Silence By Shusaku Endo

Silence (沈黙 Chinmoku) by Shusaku Endo is regarded as one of the finest novels of our time. The Guardian hailed it as a compelling historical fiction, a potent distillation of the paradoxes and ambiguities of faith and, from a Christian author, a daring challenge to religious orthodoxy. It is an amazing novel contemplating the age old question: “Why in times of distress, sometimes God remains Silent.”

Silence by Shusaku Endo

Silence by Shusaku Endo

It is the story of Jesuit missionaries sent to 17th century Japan during the time of Kakure Kirishiotan (“Hidden Christians”) that followed the defeat of the Shimabara Rebellion (click on Shimabara Rebellion to learn more about it). The theme of a silent God who accompanies a believer in adversity was greatly influenced by the author’s experience of religious discrimination in Japan, racism in France and a debilitating bout with tuberculosis.

Father Sebastião Rodrigues and Father Francisco Garupe received the heartbreaking news that their former teacher, Father Ferreira, has committed apostasy after being captured and tortured by the Japanese government. Christianity has been banned by the Japanese authorities and Christians are severely persecuted and forced to verbally renounce their faith and to stomp and spit on religious figures.

Despite the grave dangers facing them, the two fathers decide to go to Japan accompanied by Kichijiro, a Japanese expatriate they meet in Macau. After a perilous journey, they arrive in Japan where Kichijiro introduces them to a group of devout Japanese Christians in a village. The local Christian population has been driven underground. To ferret out hidden Christians, security officials force suspected Christians to trample on a fumi-e, a carved image of Jesus Christ. Those who refuse are imprisoned and killed by anazuri (穴吊り), which involves being hung upside down over a pit and slowly bleeding to death..

Unfortunately, the government catches wind of their arrivals and decides to execute several villagers as punishment. Kichijiro is only able to escape by renouncing his faith.

Garrpe and Rodrigues split up to evade the authorities. While wandering, Rodrigues encounters Kichijiro once again, who tells the priest that he’ll lead him to more Christians. Unfortunately, he sells Rodrigues out and turns him over to the authorities.

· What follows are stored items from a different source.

//! # WSI Tissue Mask
//!
//! Background removal for Whole Slide Images (WSI).
//!
//! A tissue mask is computed once at a coarse pyramid level, then rescaled
//! and applied to every requested resolution level so all levels agree on
//! which regions are tissue. Background pixels become white.
//!
//! ## Features
//!
//! - **Native pyramid reader**: Aperio SVS and pyramidal TIFF/BigTIFF, JPEG or uncompressed tiles
//! - **Otsu or fixed thresholding** with Gaussian pre-blur
//! - **Mask cleaning**: removes small tissue specks and fills small holes
//! - **Lossless output**: per-level TIFF/PNG files or one multi-page pyramid TIFF
//! - **Run metadata**: JSON record of the slide, parameters and per-level tissue coverage
//! - **Associated images**: thumbnail, label and macro export as PNG
//!
//! ## Architecture
//!
//! - [`io`] - Async range reads over local files
//! - [`mod@format`] - TIFF/SVS parsing and JPEG tile handling
//! - [`slide`] - Level catalog and full-level pixel reads
//! - [`mask`] - Generate, clean, scale and apply masks
//! - [`output`] - Output naming and file writers
//! - [`pipeline`] - Parameters, level processing and run records
//! - [`batch`] - Directory runs driven by a JSON settings file
//! - [`config`] - CLI types
//!
//! ## Example
//!
//! ```rust,no_run
//! use wsi_tissue_mask::{LevelSelection, ProcessingParams, RunRequest, SlideJob};
//!
//! #[tokio::main]
//! async fn main() {
//!     let job = SlideJob {
//!         input: "slide.svs".into(),
//!         output: "masked/slide.tiff".into(),
//!         params: ProcessingParams::default(),
//!         request: RunRequest {
//!             levels: LevelSelection::UpTo(2),
//!             mask_level: None,
//!             save_mask: true,
//!         },
//!         dry_run: false,
//!     };
//!
//!     let summary = job.run().await.unwrap();
//!     println!("{}", summary.record.to_json().unwrap());
//! }
//! ```

pub mod batch;
pub mod config;
pub mod error;
pub mod format;
pub mod io;
pub mod mask;
pub mod output;
pub mod pipeline;
pub mod slide;

// Re-export commonly used types
pub use batch::{run_batch, BatchReport, BatchSettings};
pub use config::{BatchConfig, Cli, Command, InspectConfig, MaskConfig};
pub use error::{
    ConfigError, FormatError, IoError, MaskError, OutputError, PipelineError, SlideError, TiffError,
};
pub use format::{detect_format, is_tiff_header, SlideFormat, SvsMetadata};
pub use io::{FileRangeReader, MemoryRangeReader, RangeReader};
pub use mask::{BinaryMask, GeneratedMask, MaskedLevel, ThresholdParams};
pub use output::{DryRunEmitter, Emitter, FileEmitter, OutputLayout};
pub use pipeline::{
    LevelProcessor, LevelSelection, OutputCompression, OutputMode, ProcessingParams, RunRecord,
    RunRequest, RunSummary, SlideJob,
};
pub use slide::{InMemorySlide, LevelDescriptor, SlideInfo, SlideSource, TiffSlide};
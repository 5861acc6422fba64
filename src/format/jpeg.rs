//! JPEG tile handling.
//!
//! Aperio SVS tiles are "abbreviated" JPEG streams: they lack the
//! quantization (DQT) and Huffman (DHT) tables, which are stored once in the
//! level's `JPEGTables` tag. Before decoding, the tables are spliced in:
//!
//! ```text
//! tables: SOI + DQT/DHT ... + EOI
//! tile:   SOI + SOS ... + EOI
//! merged: SOI + DQT/DHT ... + SOS ... + EOI
//! ```

use bytes::{Bytes, BytesMut};
use image::{ImageFormat, RgbImage};

/// Start Of Image marker
pub const SOI: [u8; 2] = [0xFF, 0xD8];

/// End Of Image marker
pub const EOI: [u8; 2] = [0xFF, 0xD9];

/// Define Quantization Table marker
pub const DQT: [u8; 2] = [0xFF, 0xDB];

/// Start Of Scan marker
pub const SOS: [u8; 2] = [0xFF, 0xDA];

/// Whether a stream carries its own quantization tables.
pub fn has_quantization_tables(data: &[u8]) -> bool {
    data.starts_with(&SOI) && data[2..].windows(2).any(|w| w == DQT)
}

/// Splice `tables` in front of an abbreviated tile stream.
///
/// The trailing EOI of the tables and the leading SOI of the tile are
/// dropped so the result holds exactly one of each.
pub fn merge_jpeg_tables(tables: &[u8], tile: &[u8]) -> Bytes {
    if tables.is_empty() {
        return Bytes::copy_from_slice(tile);
    }
    if tile.is_empty() {
        return Bytes::new();
    }

    let tables = tables.strip_suffix(&EOI).unwrap_or(tables);
    let tile = tile.strip_prefix(&SOI).unwrap_or(tile);

    let mut merged = BytesMut::with_capacity(tables.len() + tile.len());
    merged.extend_from_slice(tables);
    merged.extend_from_slice(tile);
    merged.freeze()
}

/// Produce a self-contained JPEG stream for a tile.
pub fn prepare_tile_jpeg(tables: Option<&[u8]>, tile: &[u8]) -> Bytes {
    match tables {
        Some(tables) if !has_quantization_tables(tile) => merge_jpeg_tables(tables, tile),
        _ => Bytes::copy_from_slice(tile),
    }
}

/// Decode a complete JPEG stream into RGB pixels.
///
/// Grayscale and CMYK streams are converted to RGB.
pub fn decode_jpeg(data: &[u8]) -> Result<RgbImage, String> {
    image::load_from_memory_with_format(data, ImageFormat::Jpeg)
        .map(|img| img.to_rgb8())
        .map_err(|e| e.to_string())
}
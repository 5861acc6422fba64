use image::{GrayImage, Luma, RgbImage};
use imageproc::contrast::otsu_level;
use imageproc::filter::gaussian_blur_f32;
use tracing::debug;

use super::types::BinaryMask;

/// Parameters controlling mask generation.
#[derive(Debug, Clone, Copy, PartialEq)]
pub struct ThresholdParams {
    /// Explicit threshold; `None` selects Otsu
    pub threshold: Option<u8>,

    /// Factor applied to the Otsu level
    pub otsu_multiplier: f64,

    /// Gaussian sigma; 0 disables the blur
    pub blur_sigma: f64,
}

impl Default for ThresholdParams {
    fn default() -> Self {
        Self {
            threshold: None,
            otsu_multiplier: 1.05,
            blur_sigma: 1.0,
        }
    }
}

/// A generated mask and the threshold that produced it.
#[derive(Debug, Clone, PartialEq, Eq)]
pub struct GeneratedMask {
    pub threshold: u8,
    pub mask: BinaryMask,
}

/// Derive a tissue mask from a pixel buffer.
///
/// Pixels darker than the effective threshold (after blurring) are tissue.
/// A constant-intensity input with no explicit threshold yields an
/// all-background mask and a threshold equal to that intensity.
pub fn generate(pixels: &RgbImage, params: &ThresholdParams) -> GeneratedMask {
    let (width, height) = pixels.dimensions();
    let gray = luminance(pixels);

    if params.threshold.is_none() {
        if let Some(value) = uniform_value(&gray) {
            debug!(value, "Uniform input, mask is all background");
            return GeneratedMask {
                threshold: value,
                mask: BinaryMask::new_background(width, height),
            };
        }
    }

    let blurred = if params.blur_sigma > 0.0 {
        gaussian_blur_f32(&gray, params.blur_sigma as f32)
    } else {
        gray
    };

    let threshold = match params.threshold {
        Some(t) => t,
        None => {
            // First intensity of the bright class, so `<` keeps Otsu's split
            let otsu = otsu_level(&blurred).saturating_add(1);
            let scaled = (otsu as f64 * params.otsu_multiplier).round().clamp(0.0, 255.0) as u8;
            debug!(otsu, threshold = scaled, "Computed automatic threshold");
            scaled
        }
    };

    let mask = BinaryMask::from_fn(width, height, |x, y| blurred.get_pixel(x, y)[0] < threshold);
    GeneratedMask { threshold, mask }
}

/// Rec. 601 luma, rounded to the nearest integer.
fn luminance(pixels: &RgbImage) -> GrayImage {
    GrayImage::from_fn(pixels.width(), pixels.height(), |x, y| {
        let [r, g, b] = pixels.get_pixel(x, y).0;
        let luma = (299 * r as u32 + 587 * g as u32 + 114 * b as u32 + 500) / 1000;
        Luma([luma as u8])
    })
}

fn uniform_value(gray: &GrayImage) -> Option<u8> {
    let raw = gray.as_raw();
    let first = *raw.first()?;
    raw.iter().all(|&v| v == first).then_some(first)
}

Rodrigues spends the next several months in a cell. He eventually discovers that Garrpe had been captured as well. Garrpe refuses to renounce his beliefs and ends up dying as a martyr. Rodrigues also learns that Ferreira is alive, having been integrated into Japanese society after his apostasy.

Rodrigues fears capture and torture but assumes his faith is strong enough to withstand it, as Christ did. He soon worries about losing his faith and that Christianizing the Japanese has offered them nothing but suffering and death. He thought he has come to Japan to lay down his life for the Japanese Christians but in fact, the Japanese Christians are laying down their lives for him.

Rodrigues understands suffering for the sake of one’s own faith; but he struggles over whether it is unmerciful to refuse to renounce his faith when doing so will end another’s suffering. At the climactic moment, Rodrigues hears the moans of the Japanese Christians who have recanted but are to remain in the pit until he tramples the image of Christ. As Rodrigues looks upon a fumi-e, he seems to hear Christ saying: “You may trample. You may trample. I more than anyone know of the pain in your foot. You may trample. It was to be trampled on by men that I was born into this world. It was to share men’s pain that I carried my cross.” Rodrigues puts his foot on the fumi-e, thus renouncing his faith. It is the only way he can prevent more Japanese Christians from being brutally executed. Like his former teacher, the disgraced Rodrigues lives out the rest of his days with a Japanese name—Okada San’emon—and as a Japanese citizen with a Japanese wife.

Silence forces everyone to reconsider his or her own ideas of traitors and heroes, or strong and weak Catholics. It is all about self-doubt and how quickly the radiation of bitterness can magnify your doubts and trample on your faith. Don’t pass judgements on others when you yourself have not been put to extreme tests of your faith. Both Rodrigues and Kichijiro may have betrayed Christ; yet in spite of their treachery, they somehow cling to him in their hearts.